One of the weaknesses of African countries in fighting terrorism is their inability to indentify and cut financing links to terrorists. A good example is Boko Haram whose leader is often broadcast speaking in front of military tanks and displaying sophisticated weapons.

In Somalia, the Al Shabaab is still able to secure military hardware supplies despite the presence of the African Union peacekeeping force there. Then there is the challenge of porous borders and lack of enough manpower and low investment in technology to monitor the unmanned border areas.

What this means is that terrorists are likely to continue using these advantages to increase their influence across the continent if countries do not take immediate measures to invest heavily in anti-terrorism measures.

Sadly, this is happening at a time when Africa is working harder to increase intra-regional trade, with new protocols allowing for free movement of goods, services and people across the borders.

This means more businesses in Africa are exposed to terrorism either in their countries of origin or in countries that they are likely to be doing business in.

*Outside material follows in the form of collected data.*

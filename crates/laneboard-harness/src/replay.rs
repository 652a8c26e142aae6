//! Drives a [`LaneBoard`] through a [`Scenario`] and records what each step
//! did.

use laneboard_core::{
    BoardConfig, BoardSource, Card, ConfigError, DropDecision, ErrorLog, InMemoryStore, LaneId,
    MoveId, MoveRequest, Point, WipReport,
};
use laneboard_web::{
    BoardEvent, BoardView, DropEffect, FrameOutcome, LaneBoard, MoveSettled, SceneTree,
    TouchDispatch,
};
use serde::Serialize;

use crate::error::{HarnessError, Result};
use crate::scenario::{Scenario, Step};

/// What one step did.
#[derive(Debug, Clone, PartialEq, Serialize)]
#[serde(tag = "kind", rename_all = "snake_case")]
pub enum StepResult {
    DragStart { started: bool },
    DragOver { effect: DropEffect },
    Drop { decision: Option<DropDecision> },
    DragEnd { cancelled: bool },
    Touch { dispatch: TouchDispatch },
    Frames { delivered: u32, scrolled: f64 },
    Flushed { moves: Vec<(MoveId, MoveSettled)> },
    StoreUpdated,
    Refreshed,
    Cancelled { was_dragging: bool },
    Affordance { accepted: bool },
}

#[derive(Debug, Clone, PartialEq, Serialize)]
pub struct StepRecord {
    pub index: usize,
    pub step: Step,
    pub result: StepResult,
}

/// Full replay output.
#[derive(Debug, Clone, PartialEq, Serialize)]
pub struct ReplayReport {
    pub steps: Vec<StepRecord>,
    pub view: BoardView,
    pub wip: WipReport,
    pub errors: Vec<String>,
    pub events: Vec<BoardEvent>,
    /// Moves the store accepted.
    pub applied_moves: Vec<MoveRequest>,
    /// Moves still queued or awaiting completion.
    pub pending_moves: Vec<MoveRequest>,
    pub frames_ticked: u64,
    pub strip_scroll_left: f64,
}

impl ReplayReport {
    /// One line per lane, then errors and pending moves.
    #[must_use]
    pub fn render_text(&self) -> String {
        let mut out = String::new();
        for lane in &self.view.lanes {
            let limit = lane
                .limit
                .map_or_else(|| lane.count.to_string(), |limit| format!("{}/{limit}", lane.count));
            let flag = if lane.over_limit { " OVER" } else { "" };
            let cards: Vec<&str> = lane.cards.iter().map(|id| id.as_str()).collect();
            out.push_str(&format!(
                "{:<12} [{limit}]{flag}  {}\n",
                lane.lane_id.as_str(),
                cards.join(" ")
            ));
        }
        for error in &self.errors {
            out.push_str(&format!("error: {error}\n"));
        }
        for pending in &self.pending_moves {
            out.push_str(&format!(
                "pending: {} {} -> {} @ {}\n",
                pending.id, pending.card_id, pending.to_lane, pending.new_order
            ));
        }
        out
    }
}

/// Replay `scenario`. `config` overrides the scenario's own config.
pub fn replay(scenario: &Scenario, config: Option<BoardConfig>) -> Result<ReplayReport> {
    let config = config.or(scenario.config).unwrap_or_default();
    let problems = config.validate();
    if !problems.is_empty() {
        return Err(ConfigError::Validation(problems).into());
    }

    let mut store = InMemoryStore::from_seed(scenario.board.clone());
    let errors = ErrorLog::new();
    let filter: Option<Vec<Card>> = scenario.filter.as_ref().map(|ids| {
        store
            .list_cards()
            .into_iter()
            .filter(|card| ids.contains(&card.id))
            .collect()
    });
    let mut board = LaneBoard::mount(&store, filter, config, Box::new(errors.clone()))?;

    let lanes: Vec<LaneId> = board.model().lanes().iter().map(|l| l.id.clone()).collect();
    let (mut scene, strip) = SceneTree::lane_strip(
        scenario.scene.viewport,
        &lanes,
        scenario.scene.lane_width,
        scenario.scene.gap,
    );

    let mut records = Vec::with_capacity(scenario.steps.len());
    let mut events = Vec::new();
    for (index, step) in scenario.steps.iter().enumerate() {
        let result = match step {
            Step::PointerStart { card } => StepResult::DragStart {
                started: board.pointer_drag_start(card).is_started(),
            },
            Step::PointerOver { lane } => StepResult::DragOver {
                effect: board.pointer_drag_over(lane.as_ref()),
            },
            Step::PointerDrop { lane } => StepResult::Drop {
                decision: board.pointer_drop(&mut scene, lane.as_ref()),
            },
            Step::PointerEnd => StepResult::DragEnd {
                cancelled: board.pointer_drag_end(&mut scene),
            },
            Step::TouchStart { card, touch, x, y } => StepResult::Touch {
                dispatch: board.touch_start(&mut scene, card, *touch, Point::new(*x, *y)),
            },
            Step::TouchMove { touch, x, y } => StepResult::Touch {
                dispatch: board.touch_move(&mut scene, *touch, Point::new(*x, *y)),
            },
            Step::TouchEnd { touch, x, y } => StepResult::Touch {
                dispatch: board.touch_end(&mut scene, *touch, Point::new(*x, *y)),
            },
            Step::TouchCancel { touch } => StepResult::Touch {
                dispatch: board.touch_cancel(&mut scene, *touch),
            },
            Step::Frames { count } => {
                let mut delivered = 0;
                let mut scrolled = 0.0;
                while delivered < *count {
                    let Some(token) = board.pending_frame() else {
                        break;
                    };
                    if let FrameOutcome::Scrolled { delta, .. } =
                        board.animation_frame(&mut scene, token)
                    {
                        scrolled += delta;
                    }
                    delivered += 1;
                }
                StepResult::Frames {
                    delivered,
                    scrolled,
                }
            }
            Step::Flush => StepResult::Flushed {
                moves: board.flush_moves(&mut store),
            },
            Step::Reject { reason } => {
                store.reject_moves(reason.clone());
                StepResult::StoreUpdated
            }
            Step::Accept => {
                store.accept_moves();
                StepResult::StoreUpdated
            }
            Step::Refresh => {
                board
                    .refresh(&store, &mut scene)
                    .map_err(|error| HarnessError::Step {
                        index,
                        message: error.to_string(),
                    })?;
                StepResult::Refreshed
            }
            Step::Cancel => StepResult::Cancelled {
                was_dragging: board.cancel_drag(&mut scene),
            },
            Step::CreateCard { lane } => StepResult::Affordance {
                accepted: board.request_create_card(lane),
            },
            Step::OpenCard { card } => StepResult::Affordance {
                accepted: board.open_card(card),
            },
        };
        tracing::debug!(target: "laneboard.harness", index, ?result, "step replayed");
        events.extend(board.take_events());
        records.push(StepRecord {
            index,
            step: step.clone(),
            result,
        });
    }

    let report = ReplayReport {
        steps: records,
        view: board.view(),
        wip: board.wip(),
        errors: errors.entries().iter().map(ToString::to_string).collect(),
        events,
        applied_moves: store.applied_moves().to_vec(),
        pending_moves: board.in_flight_moves().into_iter().cloned().collect(),
        frames_ticked: board.auto_scroller().frames_ticked(),
        strip_scroll_left: scene.scroll_left(strip.strip),
    };
    tracing::info!(
        target: "laneboard.harness",
        steps = report.steps.len(),
        errors = report.errors.len(),
        applied = report.applied_moves.len(),
        "replay finished"
    );
    Ok(report)
}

To mitigate on these risks, it is crucial therefore that terrorism insurance becomes part and parcel of business risk planning for businesses in the continent.

There is increasing number of insurance companies that today offer terrorism insurance cover. In other countries, capacity for insurers to cover risk is still being developed.

But the important news is that Pan-African reinsurance companies like ZEP-RE and others have redeveloped a bigger capacity to offer reinsurance services on terrorism risks.

The advantage of home-grown companies offering this reinsurance risk is that they have the local knowledge which then becomes important in guiding the insurance companies on design of the most appropriate and well priced terrorism insurance covers.

But the role of providing effective terrorism insurance should not be left to the private sector alone. There is need for some form of participation as happens in Britain, France, Israel and South Africa

Unlike most natural catastrophes that occur where such activity can be expected, say, the risk located within the vicinity of say the Rift Valley, the exposure to the earthquake is significantly higher, there is no such prediction model for terrorism.

There is no scientific data and past events history available to help model the future. This makes it a big challenge to appropriately predict the risk of terrorism and therefore develop appropriately priced cover.

In the United Kingdom for instance, surplus funds from compensation of a terrorism event is used to build up reserves through purchase of Catastrophe Bonds. Once the reserves are exhausted upon payment of claims, the Government would make funds available to pay further clams.

In France, the State is the Reinsurer of last resort. The Reinsurers (Pool Members) provide first layer of cover worth US$2.3 billion and this act as the industry’s retention. Above this, the French state provides unlimited layer.

In the United States, each insurer has a deductible of 20% of their earned premiums. Insurers can then recover 85% of their losses from Government, assuming the event is certified. Aggregate limit of all losses is US$. 100billion.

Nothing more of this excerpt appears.